- _What is being asked_: Since only part of the material below is wanted, output exactly the lines from the one with "let tid = assigned_id(task, index);" up to and including the one with "let mut forward: HashMap<String, Vec<String>>".

- _Provided records_:
◇ ◇ ◇ ◇ ◇
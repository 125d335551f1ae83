//! SoundFont engine backed by [rustysynth](https://crates.io/crates/rustysynth).

use std::sync::Arc;

use rustysynth::{SoundFont, Synthesizer, SynthesizerSettings};

use super::SynthEngine;
use crate::error::BankError;
use crate::message::{MessageKind, MidiMessage};

pub(crate) struct SoundFontEngine {
    synthesizer: Synthesizer,
}

impl SoundFontEngine {
    pub(crate) fn new(name: &str, font: &Arc<SoundFont>, sample_rate: u32) -> Result<Self, BankError> {
        let settings = SynthesizerSettings::new(sample_rate as i32);
        let synthesizer =
            Synthesizer::new(font, &settings).map_err(|e| BankError::DecodeError {
                bank: name.to_owned(),
                reason: e.to_string(),
            })?;
        Ok(Self { synthesizer })
    }
}

impl SynthEngine for SoundFontEngine {
    fn handle(&mut self, msg: &MidiMessage) {
        let Some(channel) = msg.channel() else {
            return;
        };
        let channel = channel as i32;
        if msg.is_note_release() {
            self.synthesizer.note_off(channel, msg.data1() as i32);
            return;
        }
        let command = (msg.status() & 0xF0) as i32;
        let (data1, data2) = match msg.kind() {
            MessageKind::ProgramChange | MessageKind::ChannelPressure => (msg.data1() as i32, 0),
            _ => (msg.data1() as i32, msg.data2() as i32),
        };
        self.synthesizer
            .process_midi_message(channel, command, data1, data2);
    }

    fn set_gain(&mut self, gain: f32) {
        self.synthesizer.set_master_volume(gain);
    }

    fn render(&mut self, left: &mut [f32], right: &mut [f32]) {
        self.synthesizer.render(left, right);
    }

    fn silence(&mut self) {
        self.synthesizer.note_off_all(true);
    }
}
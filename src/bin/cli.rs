//! taskrank CLI - rank task batches from JSON files.

#![warn(clippy::pedantic)]
#![allow(clippy::missing_errors_doc)]
#![allow(clippy::disallowed_macros)]

use std::path::{Path, PathBuf};

use chrono::{Local, NaiveDate};
use clap::{Parser, Subcommand};

use taskrank::errors::RankError;
use taskrank::scoring::score_tasks;
use taskrank::ui;
use taskrank::TaskRecord;

/// Days ahead included in the `suggest` window
const SUGGEST_WINDOW_DAYS: i64 = 7;

/// Number of tasks `suggest` returns
const SUGGEST_TOP: usize = 3;

#[derive(Parser)]
#[command(name = "taskrank")]
#[command(about = "Strategy-weighted task priority scoring", long_about = None)]
#[command(version)]
struct Cli {
    #[command(subcommand)]
    command: Commands,
}

#[derive(Subcommand)]
enum Commands {
    /// Rank a batch of tasks from a JSON file
    Rank {
        /// Path to a JSON array of tasks
        file: PathBuf,

        /// Scoring strategy
        #[arg(short, long, default_value = "smart_balance")]
        strategy: String,

        /// Reference date (YYYY-MM-DD, defaults to today)
        #[arg(long)]
        today: Option<NaiveDate>,

        /// Only show the top N tasks
        #[arg(long)]
        top: Option<usize>,
    },

    /// Suggest what to work on: overdue tasks plus the next 7 days, top 3
    Suggest {
        /// Path to a JSON array of tasks
        file: PathBuf,

        /// Scoring strategy
        #[arg(short, long, default_value = "smart_balance")]
        strategy: String,

        /// Reference date (YYYY-MM-DD, defaults to today)
        #[arg(long)]
        today: Option<NaiveDate>,
    },

    /// List the available strategies and their weights
    Strategies,
}

fn main() {
    tracing_subscriber::fmt()
        .with_env_filter(
            tracing_subscriber::EnvFilter::from_default_env()
                .add_directive(tracing::Level::WARN.into()),
        )
        .init();

    let cli = Cli::parse();

    if let Err(e) = run(cli) {
        ui::print_error(&e.to_string());
        std::process::exit(1);
    }
}

fn run(cli: Cli) -> Result<(), RankError> {
    match cli.command {
        Commands::Rank {
            file,
            strategy,
            today,
            top,
        } => {
            let tasks = load_tasks(&file)?;
            let today = today.unwrap_or_else(|| Local::now().date_naive());

            let mut ranked = score_tasks(&tasks, &strategy, today)?;
            let total = ranked.len();
            if let Some(n) = top {
                ranked.truncate(n);
            }

            let table = ui::ranked_table(&ranked);
            println!("{table}");
            println!();
            ui::print_info(&format!(
                "{} of {} task(s), strategy: {}, as of {}",
                ranked.len(),
                total,
                strategy,
                today
            ));
        }

        Commands::Suggest {
            file,
            strategy,
            today,
        } => {
            let tasks = load_tasks(&file)?;
            let today = today.unwrap_or_else(|| Local::now().date_naive());
            let cutoff = today + chrono::Duration::days(SUGGEST_WINDOW_DAYS);

            // Overdue plus the near-term window; the rest can wait
            let window: Vec<TaskRecord> = tasks
                .into_iter()
                .filter(|t| t.due_date <= cutoff)
                .collect();

            if window.is_empty() {
                ui::print_info("No tasks due within the next 7 days");
                return Ok(());
            }

            let mut ranked = score_tasks(&window, &strategy, today)?;
            ranked.truncate(SUGGEST_TOP);

            ui::print_success(&format!("Top {} task(s) for {}", ranked.len(), today));
            let table = ui::ranked_table(&ranked);
            println!("{table}");
        }

        Commands::Strategies => {
            let table = ui::strategy_table();
            println!("{table}");
        }
    }

    Ok(())
}

fn load_tasks(path: &Path) -> Result<Vec<TaskRecord>, RankError> {
    let content = std::fs::read_to_string(path).map_err(|e| RankError::FileReadError {
        path: path.display().to_string(),
        reason: e.to_string(),
    })?;
    Ok(serde_json::from_str(&content)?)
}
//! Dependency graph construction and cycle detection.

use std::collections::{HashMap, HashSet};

use crate::entities::TaskRecord;
use crate::errors::{RankError, RankResult};

/// Dependency graph over one task batch.
///
/// Built fresh for every scoring call and discarded afterwards. Ids are
/// kept in input order so downstream iteration stays deterministic.
#[derive(Debug)]
pub(crate) struct DependencyGraph {
    /// Assigned ids, one per input task, in input order
    ids: Vec<String>,
    /// id -> ids it depends on
    forward: HashMap<String, Vec<String>>,
    /// id -> ids that depend on it
    reverse: HashMap<String, Vec<String>>,
}

/// Id assigned to a task: its own, or its zero-based position
/// stringified when absent. The positional fallback is kept for
/// backward compatibility with existing callers.
pub(crate) fn assigned_id(task: &TaskRecord, index: usize) -> String {
    task.id.clone().unwrap_or_else(|| index.to_string())
}

impl DependencyGraph {
    /// Build the forward and reverse maps, validating id uniqueness and
    /// reference integrity. Does not mutate the input records.
    pub fn build(tasks: &[TaskRecord]) -> RankResult<Self> {
        let mut ids = Vec::with_capacity(tasks.len());
        let mut id_set = HashSet::with_capacity(tasks.len());

        for (index, task) in tasks.iter().enumerate() {
            let tid = assigned_id(task, index);
            if !id_set.insert(tid.clone()) {
                return Err(RankError::DuplicateId { task_id: tid });
            }
            ids.push(tid);
        }

        let mut forward: HashMap<String, Vec<String>> =
            ids.iter().map(|id| (id.clone(), Vec::new())).collect();
        let mut reverse: HashMap<String, Vec<String>> =
            ids.iter().map(|id| (id.clone(), Vec::new())).collect();

        for (index, task) in tasks.iter().enumerate() {
            let tid = &ids[index];
            for dep in &task.dependencies {
                if !id_set.contains(dep) {
                    return Err(RankError::InvalidDependency {
                        task_id: tid.clone(),
                        dep_id: dep.clone(),
                    });
                }
                forward.entry(tid.clone()).or_default().push(dep.clone());
                reverse.entry(dep.clone()).or_default().push(tid.clone());
            }
        }

        Ok(Self {
            ids,
            forward,
            reverse,
        })
    }

    /// Assigned id of the task at `index`
    pub fn id_at(&self, index: usize) -> &str {
        &self.ids[index]
    }

    /// Number of tasks that list `id` as a dependency
    pub fn dependents_count(&self, id: &str) -> usize {
        self.reverse.get(id).map_or(0, Vec::len)
    }

    /// Largest dependents count observed in the batch
    pub fn max_dependents(&self) -> usize {
        self.reverse.values().map(Vec::len).max().unwrap_or(0)
    }

    /// Verify the forward map is acyclic.
    ///
    /// Iterative depth-first traversal with an explicit stack, so deep
    /// dependency chains cannot exhaust the call stack. The error names
    /// the first task found on the current traversal stack.
    pub fn ensure_acyclic(&self) -> RankResult<()> {
        let mut visited: HashSet<&str> = HashSet::new();

        for root in &self.ids {
            if visited.contains(root.as_str()) {
                continue;
            }

            let mut on_stack: HashSet<&str> = HashSet::new();
            // (node, index of the next dependency to visit)
            let mut stack: Vec<(&str, usize)> = vec![(root.as_str(), 0)];
            visited.insert(root.as_str());
            on_stack.insert(root.as_str());

            while let Some((node, next_dep)) = stack.last_mut() {
                let deps = self.forward.get(*node).map_or(&[] as &[String], Vec::as_slice);

                if let Some(dep) = deps.get(*next_dep) {
                    *next_dep += 1;

                    if on_stack.contains(dep.as_str()) {
                        return Err(RankError::CircularDependency {
                            task_id: dep.clone(),
                        });
                    }
                    if visited.insert(dep.as_str()) {
                        on_stack.insert(dep.as_str());
                        stack.push((dep.as_str(), 0));
                    }
                } else {
                    on_stack.remove(*node);
                    stack.pop();
                }
            }
        }

        Ok(())
    }
}
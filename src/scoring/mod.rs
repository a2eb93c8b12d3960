//! Task scoring pipeline.
//!
//! One call runs the whole pipeline over an immutable batch snapshot:
//! graph build and validation, cycle detection, signal normalization,
//! strategy-weighted aggregation, explanation, ranking. No state
//! survives between calls, so concurrent calls are fully independent.

mod explain;
mod graph;
mod signals;
mod strategy;

use chrono::NaiveDate;

use crate::entities::{ScoredTask, TaskRecord};
use crate::errors::RankResult;
use graph::DependencyGraph;

pub use strategy::{Strategy, Weights};

/// Score and rank a batch of tasks under a named strategy.
///
/// Returns one scored record per input task, sorted by score
/// descending; tasks with equal scores keep their input order. The
/// whole batch is rejected on an unknown strategy name, a duplicate or
/// unknown task id, or a dependency cycle — there are no partial
/// results.
///
/// `today` is explicit rather than read from the system clock so calls
/// are reproducible.
pub fn score_tasks(
    tasks: &[TaskRecord],
    strategy: &str,
    today: NaiveDate,
) -> RankResult<Vec<ScoredTask>> {
    let strategy: Strategy = strategy.parse()?;
    score_with(tasks, strategy, today)
}

/// [`score_tasks`] with an already-parsed strategy.
pub fn score_with(
    tasks: &[TaskRecord],
    strategy: Strategy,
    today: NaiveDate,
) -> RankResult<Vec<ScoredTask>> {
    let weights = strategy.weights();

    let graph = DependencyGraph::build(tasks)?;
    graph.ensure_acyclic()?;

    tracing::debug!(tasks = tasks.len(), %strategy, %today, "scoring batch");

    let max_dependents = graph.max_dependents();
    let mut scored = Vec::with_capacity(tasks.len());

    for (index, task) in tasks.iter().enumerate() {
        let id = graph.id_at(index).to_string();
        let dependents = graph.dependents_count(&id);

        let urgency = signals::normalize_urgency(task.due_date, today);
        let importance = signals::normalize_importance(task.importance);
        let effort = signals::normalize_effort(task.estimated_hours);
        let dependency = signals::dependency_score(dependents, max_dependents);

        let score = strategy::aggregate(weights, urgency, importance, effort, dependency);

        // Explanation uses the unshifted due date
        let days_diff = (task.due_date - today).num_days();
        let explanation =
            explain::build_explanation(days_diff, task.importance, task.estimated_hours, dependents);

        scored.push(ScoredTask {
            id,
            title: task.title.clone(),
            due_date: task.due_date,
            estimated_hours: task.estimated_hours,
            importance: task.importance,
            dependencies: task.dependencies.clone(),
            score,
            explanation,
        });
    }

    // Stable sort: equal scores keep input order
    scored.sort_by(|a, b| b.score.total_cmp(&a.score));

    Ok(scored)
}

#[cfg(test)]
mod tests {
    use super::*;
    use chrono::Duration;
    use crate::errors::RankError;

    fn today() -> NaiveDate {
        NaiveDate::from_ymd_opt(2025, 6, 2).unwrap() // a Monday
    }

    fn task(id: &str, due_in_days: i64, hours: f64, importance: i32) -> TaskRecord {
        TaskRecord::new(
            id,
            format!("Task {id}"),
            today() + Duration::days(due_in_days),
            hours,
            importance,
        )
    }

    #[test]
    fn test_one_record_per_task_fields_preserved() {
        let tasks = vec![task("A", 3, 2.0, 7), task("B", 5, 4.0, 4)];
        let scored = score_tasks(&tasks, "smart_balance", today()).unwrap();

        assert_eq!(scored.len(), 2);
        let a = scored.iter().find(|s| s.id == "A").unwrap();
        assert_eq!(a.title, "Task A");
        assert_eq!(a.due_date, today() + Duration::days(3));
        assert_eq!(a.estimated_hours, 2.0);
        assert_eq!(a.importance, 7);
    }

    #[test]
    fn test_scores_in_published_range() {
        let tasks = vec![
            task("A", -5, 0.0, 10),
            task("B", 20, 12.0, 1),
            task("C", 4, 3.0, 5),
        ];
        for strategy in Strategy::ALL {
            let scored = score_with(&tasks, strategy, today()).unwrap();
            for s in &scored {
                assert!((0.0..=100.0).contains(&s.score), "{} -> {}", s.id, s.score);
            }
        }
    }

    #[test]
    fn test_input_not_mutated() {
        let tasks = vec![task("A", 3, 2.0, 7)];
        let before = serde_json::to_string(&tasks).unwrap();
        score_tasks(&tasks, "smart_balance", today()).unwrap();
        assert_eq!(serde_json::to_string(&tasks).unwrap(), before);
    }

    #[test]
    fn test_unknown_strategy_rejected() {
        let tasks = vec![task("A", 3, 2.0, 7)];
        let err = score_tasks(&tasks, "harder_better", today()).unwrap_err();
        assert!(matches!(err, RankError::UnknownStrategy { .. }));
    }

    #[test]
    fn test_cycle_rejected_before_scoring() {
        let tasks = vec![
            task("A", 3, 2.0, 7).with_dependencies(vec!["B".into()]),
            task("B", 3, 2.0, 7).with_dependencies(vec!["A".into()]),
        ];
        let err = score_tasks(&tasks, "smart_balance", today()).unwrap_err();
        assert!(matches!(err, RankError::CircularDependency { .. }));
    }

    #[test]
    fn test_stable_tie_order() {
        // Identical tasks score identically; input order must survive
        let tasks = vec![task("first", 3, 2.0, 7), task("second", 3, 2.0, 7)];
        let scored = score_tasks(&tasks, "smart_balance", today()).unwrap();
        assert_eq!(scored[0].score, scored[1].score);
        assert_eq!(scored[0].id, "first");
        assert_eq!(scored[1].id, "second");
    }

    #[test]
    fn test_empty_batch() {
        let scored = score_tasks(&[], "smart_balance", today()).unwrap();
        assert!(scored.is_empty());
    }
}
//! Core data structures for task scoring.

mod task;

pub use task::{ScoredTask, TaskRecord};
◇ ◇ ◇ ◇ ◇
- _Response below_:
            let tid = assigned_id(task, index);
            if !id_set.insert(tid.clone()) {
                return Err(RankError::DuplicateId { task_id: tid });
            }
            ids.push(tid);
        }

        let mut forward: HashMap<String, Vec<String>> =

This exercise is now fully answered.